* [YOUR TASK]: Your answer should be a faithful copy of the entire listing.

* [DATA FOR THE TASK]:
//! Cross-block merging of series and label lists.

use crate::types::{Chunk, ChunkSeries, Sample};

use std::collections::BTreeSet;

/// Sorts series by label set and merges series with identical label sets.
///
/// Every output series has time-ordered, non-overlapping chunks: overlapping chunks
/// are combined sample by sample, and a timestamp present in several inputs is kept
/// once.
pub fn merge_series(mut series: Vec<ChunkSeries>) -> Vec<ChunkSeries> {
    series.sort_by(|a, b| a.labels.cmp(&b.labels));

    let mut out: Vec<ChunkSeries> = Vec::with_capacity(series.len());
    for mut s in series {
        match out.last_mut() {
            Some(last) if last.labels == s.labels => {
                let chunks = std::mem::take(&mut last.chunks);
                last.chunks = merge_chunks(chunks, s.chunks);
            }
            _ => {
                s.chunks = compact_chunks(s.chunks);
                out.push(s);
            }
        }
    }
    out
}

/// Time-ordered union of two chunk sequences without overlap or duplicate samples.
pub fn merge_chunks(mut a: Vec<Chunk>, b: Vec<Chunk>) -> Vec<Chunk> {
    a.extend(b);
    compact_chunks(a)
}

/// Sorts chunks by time and combines every overlapping run into one chunk.
///
/// Identical chunks collapse into one. For a timestamp held by several overlapping
/// chunks, the sample of the chunk that sorts first wins.
pub fn compact_chunks(mut chunks: Vec<Chunk>) -> Vec<Chunk> {
    chunks.sort_by_key(|c| (c.min_time, c.max_time));

    let mut out: Vec<Chunk> = Vec::with_capacity(chunks.len());
    for c in chunks {
        match out.last_mut() {
            Some(last) if c.min_time <= last.max_time => {
                if last.is_identical(&c) {
                    continue;
                }
                let merged = merge_samples(std::mem::take(&mut last.samples), c.samples);
                last.max_time = merged.last().map_or(last.max_time, |s| s.timestamp);
                last.samples = merged;
            }
            _ => out.push(c),
        }
    }
    out
}

/// Two-way merge of timestamp-sorted samples; on equal timestamps `a` wins.
fn merge_samples(a: Vec<Sample>, b: Vec<Sample>) -> Vec<Sample> {
    let mut out = Vec::with_capacity(a.len() + b.len());
    let mut a = a.into_iter().peekable();
    let mut b = b.into_iter().peekable();
    loop {
        let next = match (a.peek().copied(), b.peek().copied()) {
            (Some(x), Some(y)) if x.timestamp < y.timestamp => a.next(),
            (Some(x), Some(y)) if x.timestamp > y.timestamp => b.next(),
            (Some(_), Some(_)) => {
                b.next();
                a.next()
            }
            (Some(_), None) => a.next(),
            (None, Some(_)) => b.next(),
            (None, None) => break,
        };
        out.extend(next);
    }
    out
}

/// Merges per-block label lists: deduplicates, sorts ascending and keeps the first
/// `limit` entries (`0` = unlimited).
pub fn merge_unsorted_slices<I>(limit: usize, lists: I) -> Vec<String>
where
    I: IntoIterator<Item = Vec<String>>,
{
    let all: BTreeSet<String> = lists.into_iter().flatten().collect();
    if limit > 0 {
        all.into_iter().take(limit).collect()
    } else {
        all.into_iter().collect()
    }
}

#[cfg(test)]
mod tests {
    use super::*;
    use crate::types::Labels;

    fn chunk(from: i64, to: i64) -> Chunk {
        Chunk::from_samples((from..to).map(|t| Sample::new(t, t as f64)).collect()).unwrap()
    }

    fn series(job: &str, chunks: Vec<Chunk>) -> ChunkSeries {
        ChunkSeries::new(Labels::from_pairs(&[("job", job)]), chunks)
    }

    #[test]
    fn identical_label_sets_merge_in_time_order() {
        let merged = merge_series(vec![
            series("x", vec![chunk(100, 200)]),
            series("a", vec![chunk(0, 10)]),
            series("x", vec![chunk(0, 100)]),
        ]);
        assert_eq!(merged.len(), 2);
        assert_eq!(merged[0].labels.get("job"), Some("a"));
        let bounds: Vec<_> = merged[1].chunks.iter().map(|c| (c.min_time, c.max_time)).collect();
        assert_eq!(bounds, vec![(0, 99), (100, 199)]);
    }

    #[test]
    fn identical_chunks_collapse() {
        let merged = merge_chunks(vec![chunk(0, 10), chunk(20, 30)], vec![chunk(0, 10)]);
        let bounds: Vec<_> = merged.iter().map(|c| (c.min_time, c.max_time)).collect();
        assert_eq!(bounds, vec![(0, 9), (20, 29)]);
        assert_eq!(merged.iter().map(Chunk::len).sum::<usize>(), 20);
    }

    #[test]
    fn overlapping_chunks_combine_without_duplicate_timestamps() {
        let mut first = chunk(0, 10);
        first.samples[7].value = -1.0;
        let merged = merge_chunks(
            vec![first, chunk(40, 50)],
            vec![chunk(0, 10), chunk(5, 20), chunk(19, 25)],
        );

        let bounds: Vec<_> = merged.iter().map(|c| (c.min_time, c.max_time)).collect();
        assert_eq!(bounds, vec![(0, 24), (40, 49)]);
        let ts: Vec<i64> = merged[0].samples.iter().map(|s| s.timestamp).collect();
        assert_eq!(ts, (0..25).collect::<Vec<_>>());
        // The chunk sorting first keeps its sample on a shared timestamp.
        assert_eq!(merged[0].samples[7].value, -1.0);
    }

    #[test]
    fn single_series_chunks_are_compacted() {
        let merged = merge_series(vec![series("x", vec![chunk(10, 30), chunk(0, 15)])]);
        let bounds: Vec<_> = merged[0].chunks.iter().map(|c| (c.min_time, c.max_time)).collect();
        assert_eq!(bounds, vec![(0, 29)]);
        assert_eq!(merged[0].chunks[0].len(), 30);
    }

    #[test]
    fn label_lists_dedup_sort_and_limit() {
        let lists = vec![
            vec!["b".to_string(), "a".to_string()],
            vec!["c".to_string(), "a".to_string()],
            vec![],
        ];
        assert_eq!(merge_unsorted_slices(0, lists.clone()), vec!["a", "b", "c"]);
        assert_eq!(merge_unsorted_slices(2, lists.clone()), vec!["a", "b"]);
        assert_eq!(merge_unsorted_slices(10, lists), vec!["a", "b", "c"]);
        assert!(merge_unsorted_slices(3, Vec::<Vec<String>>::new()).is_empty());
    }
}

* [ANSWER BELOW]:
//! Cross-block merging of series and label lists.

use crate::types::{Chunk, ChunkSeries, Sample};

use std::collections::BTreeSet;

/// Sorts series by label set and merges series with identical label sets.
///
/// Every output series has time-ordered, non-overlapping chunks: overlapping chunks
/// are combined sample by sample, and a timestamp present in several inputs is kept
/// once.
pub fn merge_series(mut series: Vec<ChunkSeries>) -> Vec<ChunkSeries> {
    series.sort_by(|a, b| a.labels.cmp(&b.labels));

    let mut out: Vec<ChunkSeries> = Vec::with_capacity(series.len());
    for mut s in series {
        match out.last_mut() {
            Some(last) if last.labels == s.labels => {
                let chunks = std::mem::take(&mut last.chunks);
                last.chunks = merge_chunks(chunks, s.chunks);
            }
            _ => {
                s.chunks = compact_chunks(s.chunks);
                out.push(s);
            }
        }
    }
    out
}

/// Time-ordered union of two chunk sequences without overlap or duplicate samples.
pub fn merge_chunks(mut a: Vec<Chunk>, b: Vec<Chunk>) -> Vec<Chunk> {
    a.extend(b);
    compact_chunks(a)
}

/// Sorts chunks by time and combines every overlapping run into one chunk.
///
/// Identical chunks collapse into one. For a timestamp held by several overlapping
/// chunks, the sample of the chunk that sorts first wins.
pub fn compact_chunks(mut chunks: Vec<Chunk>) -> Vec<Chunk> {
    chunks.sort_by_key(|c| (c.min_time, c.max_time));

    let mut out: Vec<Chunk> = Vec::with_capacity(chunks.len());
    for c in chunks {
        match out.last_mut() {
            Some(last) if c.min_time <= last.max_time => {
                if last.is_identical(&c) {
                    continue;
                }
                let merged = merge_samples(std::mem::take(&mut last.samples), c.samples);
                last.max_time = merged.last().map_or(last.max_time, |s| s.timestamp);
                last.samples = merged;
            }
            _ => out.push(c),
        }
    }
    out
}

/// Two-way merge of timestamp-sorted samples; on equal timestamps `a` wins.
fn merge_samples(a: Vec<Sample>, b: Vec<Sample>) -> Vec<Sample> {
    let mut out = Vec::with_capacity(a.len() + b.len());
    let mut a = a.into_iter().peekable();
    let mut b = b.into_iter().peekable();
    loop {
        let next = match (a.peek().copied(), b.peek().copied()) {
            (Some(x), Some(y)) if x.timestamp < y.timestamp => a.next(),
            (Some(x), Some(y)) if x.timestamp > y.timestamp => b.next(),
            (Some(_), Some(_)) => {
                b.next();
                a.next()
            }
            (Some(_), None) => a.next(),
            (None, Some(_)) => b.next(),
            (None, None) => break,
        };
        out.extend(next);
    }
    out
}

/// Merges per-block label lists: deduplicates, sorts ascending and keeps the first
/// `limit` entries (`0` = unlimited).
pub fn merge_unsorted_slices<I>(limit: usize, lists: I) -> Vec<String>
where
    I: IntoIterator<Item = Vec<String>>,
{
    let all: BTreeSet<String> = lists.into_iter().flatten().collect();
    if limit > 0 {
        all.into_iter().take(limit).collect()
    } else {
        all.into_iter().collect()
    }
}

#[cfg(test)]
mod tests {
    use super::*;
    use crate::types::Labels;

    fn chunk(from: i64, to: i64) -> Chunk {
        Chunk::from_samples((from..to).map(|t| Sample::new(t, t as f64)).collect()).unwrap()
    }

    fn series(job: &str, chunks: Vec<Chunk>) -> ChunkSeries {
        ChunkSeries::new(Labels::from_pairs(&[("job", job)]), chunks)
    }

    #[test]
    fn identical_label_sets_merge_in_time_order() {
        let merged = merge_series(vec![
            series("x", vec![chunk(100, 200)]),
            series("a", vec![chunk(0, 10)]),
            series("x", vec![chunk(0, 100)]),
        ]);
        assert_eq!(merged.len(), 2);
        assert_eq!(merged[0].labels.get("job"), Some("a"));
        let bounds: Vec<_> = merged[1].chunks.iter().map(|c| (c.min_time, c.max_time)).collect();
        assert_eq!(bounds, vec![(0, 99), (100, 199)]);
    }

    #[test]
    fn identical_chunks_collapse() {
        let merged = merge_chunks(vec![chunk(0, 10), chunk(20, 30)], vec![chunk(0, 10)]);
        let bounds: Vec<_> = merged.iter().map(|c| (c.min_time, c.max_time)).collect();
        assert_eq!(bounds, vec![(0, 9), (20, 29)]);
        assert_eq!(merged.iter().map(Chunk::len).sum::<usize>(), 20);
    }

    #[test]
    fn overlapping_chunks_combine_without_duplicate_timestamps() {
        let mut first = chunk(0, 10);
        first.samples[7].value = -1.0;
        let merged = merge_chunks(
            vec![first, chunk(40, 50)],
            vec![chunk(0, 10), chunk(5, 20), chunk(19, 25)],
        );

        let bounds: Vec<_> = merged.iter().map(|c| (c.min_time, c.max_time)).collect();
        assert_eq!(bounds, vec![(0, 24), (40, 49)]);
        let ts: Vec<i64> = merged[0].samples.iter().map(|s| s.timestamp).collect();
        assert_eq!(ts, (0..25).collect::<Vec<_>>());
        // The chunk sorting first keeps its sample on a shared timestamp.
        assert_eq!(merged[0].samples[7].value, -1.0);
    }

    #[test]
    fn single_series_chunks_are_compacted() {
        let merged = merge_series(vec![series("x", vec![chunk(10, 30), chunk(0, 15)])]);
        let bounds: Vec<_> = merged[0].chunks.iter().map(|c| (c.min_time, c.max_time)).collect();
        assert_eq!(bounds, vec![(0, 29)]);
        assert_eq!(merged[0].chunks[0].len(), 30);
    }

    #[test]
    fn label_lists_dedup_sort_and_limit() {
        let lists = vec![
            vec!["b".to_string(), "a".to_string()],
            vec!["c".to_string(), "a".to_string()],
            vec![],
        ];
        assert_eq!(merge_unsorted_slices(0, lists.clone()), vec!["a", "b", "c"]);
        assert_eq!(merge_unsorted_slices(2, lists.clone()), vec!["a", "b"]);
        assert_eq!(merge_unsorted_slices(10, lists), vec!["a", "b", "c"]);
        assert!(merge_unsorted_slices(3, Vec::<Vec<String>>::new()).is_empty());
    }
}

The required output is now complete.